■ Work to be completed ■
Of all the lines below, return only those starting with the line holding "impl Drop for" and going on through the line holding "if let Err(err) = self.sender.send(DbCommand::Shutdown)", exactly as written.

■ Data for this exercise ■
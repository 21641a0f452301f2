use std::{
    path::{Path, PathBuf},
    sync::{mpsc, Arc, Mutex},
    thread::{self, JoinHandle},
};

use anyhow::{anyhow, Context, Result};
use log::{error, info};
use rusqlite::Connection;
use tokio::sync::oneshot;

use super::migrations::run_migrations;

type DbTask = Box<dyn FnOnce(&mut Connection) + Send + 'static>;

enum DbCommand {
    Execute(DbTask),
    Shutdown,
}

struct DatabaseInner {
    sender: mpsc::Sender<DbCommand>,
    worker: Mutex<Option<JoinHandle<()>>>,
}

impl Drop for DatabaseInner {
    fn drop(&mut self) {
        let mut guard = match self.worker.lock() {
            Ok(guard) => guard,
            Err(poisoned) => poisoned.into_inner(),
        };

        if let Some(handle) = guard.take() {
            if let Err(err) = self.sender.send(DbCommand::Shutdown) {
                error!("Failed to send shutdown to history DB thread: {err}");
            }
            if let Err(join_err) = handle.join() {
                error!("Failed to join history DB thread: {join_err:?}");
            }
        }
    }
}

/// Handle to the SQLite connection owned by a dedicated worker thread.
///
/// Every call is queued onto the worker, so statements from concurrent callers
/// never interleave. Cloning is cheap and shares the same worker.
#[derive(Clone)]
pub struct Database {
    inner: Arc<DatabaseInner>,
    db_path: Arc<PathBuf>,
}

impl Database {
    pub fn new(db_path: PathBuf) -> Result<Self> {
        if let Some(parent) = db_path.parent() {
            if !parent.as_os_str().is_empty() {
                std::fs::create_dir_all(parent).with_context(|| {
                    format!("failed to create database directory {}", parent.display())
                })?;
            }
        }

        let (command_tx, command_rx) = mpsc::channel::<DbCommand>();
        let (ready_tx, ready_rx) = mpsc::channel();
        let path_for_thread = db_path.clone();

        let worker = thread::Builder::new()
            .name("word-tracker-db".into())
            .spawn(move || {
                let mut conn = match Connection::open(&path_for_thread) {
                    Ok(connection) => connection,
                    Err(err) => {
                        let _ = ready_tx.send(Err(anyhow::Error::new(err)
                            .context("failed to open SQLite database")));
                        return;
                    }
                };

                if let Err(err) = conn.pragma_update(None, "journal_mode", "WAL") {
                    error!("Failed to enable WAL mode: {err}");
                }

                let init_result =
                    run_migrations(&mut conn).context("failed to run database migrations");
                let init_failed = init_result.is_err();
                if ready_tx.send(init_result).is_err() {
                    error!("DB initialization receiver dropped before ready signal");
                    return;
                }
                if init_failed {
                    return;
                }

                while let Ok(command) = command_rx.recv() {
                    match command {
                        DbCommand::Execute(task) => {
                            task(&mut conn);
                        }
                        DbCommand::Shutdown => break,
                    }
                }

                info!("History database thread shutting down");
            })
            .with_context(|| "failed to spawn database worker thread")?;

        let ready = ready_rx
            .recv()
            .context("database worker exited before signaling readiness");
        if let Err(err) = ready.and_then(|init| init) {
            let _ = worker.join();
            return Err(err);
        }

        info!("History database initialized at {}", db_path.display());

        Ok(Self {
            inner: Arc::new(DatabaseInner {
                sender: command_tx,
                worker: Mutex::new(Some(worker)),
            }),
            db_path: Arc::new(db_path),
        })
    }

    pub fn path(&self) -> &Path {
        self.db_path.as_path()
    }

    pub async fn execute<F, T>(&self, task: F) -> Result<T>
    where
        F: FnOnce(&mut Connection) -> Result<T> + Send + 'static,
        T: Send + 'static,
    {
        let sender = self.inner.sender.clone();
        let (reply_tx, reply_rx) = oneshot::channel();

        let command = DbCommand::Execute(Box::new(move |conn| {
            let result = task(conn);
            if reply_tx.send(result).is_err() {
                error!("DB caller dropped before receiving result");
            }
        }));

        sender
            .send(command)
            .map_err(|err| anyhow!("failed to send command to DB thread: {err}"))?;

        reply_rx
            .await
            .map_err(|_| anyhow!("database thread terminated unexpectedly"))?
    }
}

---

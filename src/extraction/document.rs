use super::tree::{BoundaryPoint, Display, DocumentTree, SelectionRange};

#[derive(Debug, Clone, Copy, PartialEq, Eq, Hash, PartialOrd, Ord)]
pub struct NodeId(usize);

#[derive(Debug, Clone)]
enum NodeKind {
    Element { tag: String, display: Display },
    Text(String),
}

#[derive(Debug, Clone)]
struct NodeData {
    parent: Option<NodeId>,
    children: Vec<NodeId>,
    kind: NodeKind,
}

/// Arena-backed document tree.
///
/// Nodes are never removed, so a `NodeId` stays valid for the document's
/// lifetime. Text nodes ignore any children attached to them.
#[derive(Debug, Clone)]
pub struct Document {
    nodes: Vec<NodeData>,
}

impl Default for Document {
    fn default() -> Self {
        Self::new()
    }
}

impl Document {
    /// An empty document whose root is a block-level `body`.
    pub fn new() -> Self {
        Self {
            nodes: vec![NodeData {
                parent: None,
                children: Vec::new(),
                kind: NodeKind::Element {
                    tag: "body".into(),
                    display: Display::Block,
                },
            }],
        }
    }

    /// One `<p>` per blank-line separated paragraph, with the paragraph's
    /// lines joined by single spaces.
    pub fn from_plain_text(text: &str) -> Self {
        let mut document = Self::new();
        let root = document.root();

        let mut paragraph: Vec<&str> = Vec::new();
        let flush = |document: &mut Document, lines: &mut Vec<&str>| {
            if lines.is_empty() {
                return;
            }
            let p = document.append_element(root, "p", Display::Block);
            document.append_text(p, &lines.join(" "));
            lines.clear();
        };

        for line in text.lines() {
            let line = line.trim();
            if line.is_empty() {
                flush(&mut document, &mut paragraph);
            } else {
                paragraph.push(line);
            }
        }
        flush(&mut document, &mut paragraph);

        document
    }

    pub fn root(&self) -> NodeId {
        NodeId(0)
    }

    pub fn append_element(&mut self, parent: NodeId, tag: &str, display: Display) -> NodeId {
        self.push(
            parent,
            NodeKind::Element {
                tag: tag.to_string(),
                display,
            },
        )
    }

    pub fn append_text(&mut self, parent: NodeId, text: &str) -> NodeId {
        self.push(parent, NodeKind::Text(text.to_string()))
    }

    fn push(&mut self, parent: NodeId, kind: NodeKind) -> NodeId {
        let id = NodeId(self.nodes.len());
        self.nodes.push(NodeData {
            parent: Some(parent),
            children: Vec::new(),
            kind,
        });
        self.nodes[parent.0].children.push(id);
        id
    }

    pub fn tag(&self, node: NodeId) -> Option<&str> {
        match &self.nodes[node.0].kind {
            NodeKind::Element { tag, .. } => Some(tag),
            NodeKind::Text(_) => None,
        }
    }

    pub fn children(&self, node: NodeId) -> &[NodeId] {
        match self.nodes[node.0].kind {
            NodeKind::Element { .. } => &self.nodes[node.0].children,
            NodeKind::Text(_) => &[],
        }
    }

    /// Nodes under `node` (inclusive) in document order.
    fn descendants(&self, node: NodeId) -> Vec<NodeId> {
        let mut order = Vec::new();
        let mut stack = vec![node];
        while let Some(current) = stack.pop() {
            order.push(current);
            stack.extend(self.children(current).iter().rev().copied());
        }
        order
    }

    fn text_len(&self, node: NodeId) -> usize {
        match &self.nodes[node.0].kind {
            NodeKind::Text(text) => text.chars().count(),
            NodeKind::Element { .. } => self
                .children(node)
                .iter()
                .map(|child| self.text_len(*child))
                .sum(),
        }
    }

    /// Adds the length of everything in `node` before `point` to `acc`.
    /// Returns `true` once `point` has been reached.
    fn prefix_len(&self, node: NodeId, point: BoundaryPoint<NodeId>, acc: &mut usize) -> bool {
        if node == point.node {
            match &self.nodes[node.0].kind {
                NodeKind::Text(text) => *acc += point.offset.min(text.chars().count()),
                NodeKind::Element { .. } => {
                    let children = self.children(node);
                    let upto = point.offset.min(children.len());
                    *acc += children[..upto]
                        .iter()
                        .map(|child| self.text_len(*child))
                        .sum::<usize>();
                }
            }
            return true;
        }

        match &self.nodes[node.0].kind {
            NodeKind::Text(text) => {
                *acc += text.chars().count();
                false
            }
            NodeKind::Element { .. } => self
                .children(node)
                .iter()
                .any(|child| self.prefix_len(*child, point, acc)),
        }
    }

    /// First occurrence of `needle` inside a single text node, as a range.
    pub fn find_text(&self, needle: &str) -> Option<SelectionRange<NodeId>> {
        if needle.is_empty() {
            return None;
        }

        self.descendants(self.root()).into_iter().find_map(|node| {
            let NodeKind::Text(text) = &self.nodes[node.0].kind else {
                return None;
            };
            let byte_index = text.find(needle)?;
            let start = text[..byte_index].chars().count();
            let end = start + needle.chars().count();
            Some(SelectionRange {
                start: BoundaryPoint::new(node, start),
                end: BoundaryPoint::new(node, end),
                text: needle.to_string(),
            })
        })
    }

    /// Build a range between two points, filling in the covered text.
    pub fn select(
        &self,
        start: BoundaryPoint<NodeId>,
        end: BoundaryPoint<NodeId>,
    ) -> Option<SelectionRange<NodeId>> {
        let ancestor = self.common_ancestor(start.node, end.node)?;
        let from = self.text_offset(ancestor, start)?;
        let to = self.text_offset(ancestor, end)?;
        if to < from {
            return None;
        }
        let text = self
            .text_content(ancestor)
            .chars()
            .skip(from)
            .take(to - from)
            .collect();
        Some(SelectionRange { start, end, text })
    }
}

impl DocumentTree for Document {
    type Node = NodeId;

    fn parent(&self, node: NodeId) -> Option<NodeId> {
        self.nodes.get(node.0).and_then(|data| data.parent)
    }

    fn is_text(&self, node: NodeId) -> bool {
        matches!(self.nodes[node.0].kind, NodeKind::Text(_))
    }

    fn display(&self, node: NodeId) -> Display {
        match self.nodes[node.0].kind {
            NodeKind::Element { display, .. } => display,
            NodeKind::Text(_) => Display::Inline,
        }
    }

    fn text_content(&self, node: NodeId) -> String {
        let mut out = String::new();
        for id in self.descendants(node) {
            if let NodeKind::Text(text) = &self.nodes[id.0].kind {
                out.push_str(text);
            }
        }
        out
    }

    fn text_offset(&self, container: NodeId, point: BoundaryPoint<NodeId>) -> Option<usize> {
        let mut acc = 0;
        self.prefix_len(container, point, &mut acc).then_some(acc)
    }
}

■ Solution ■
impl Drop for DatabaseInner {
    fn drop(&mut self) {
        let mut guard = match self.worker.lock() {
            Ok(guard) => guard,
            Err(poisoned) => poisoned.into_inner(),
        };

        if let Some(handle) = guard.take() {
            if let Err(err) = self.sender.send(DbCommand::Shutdown) {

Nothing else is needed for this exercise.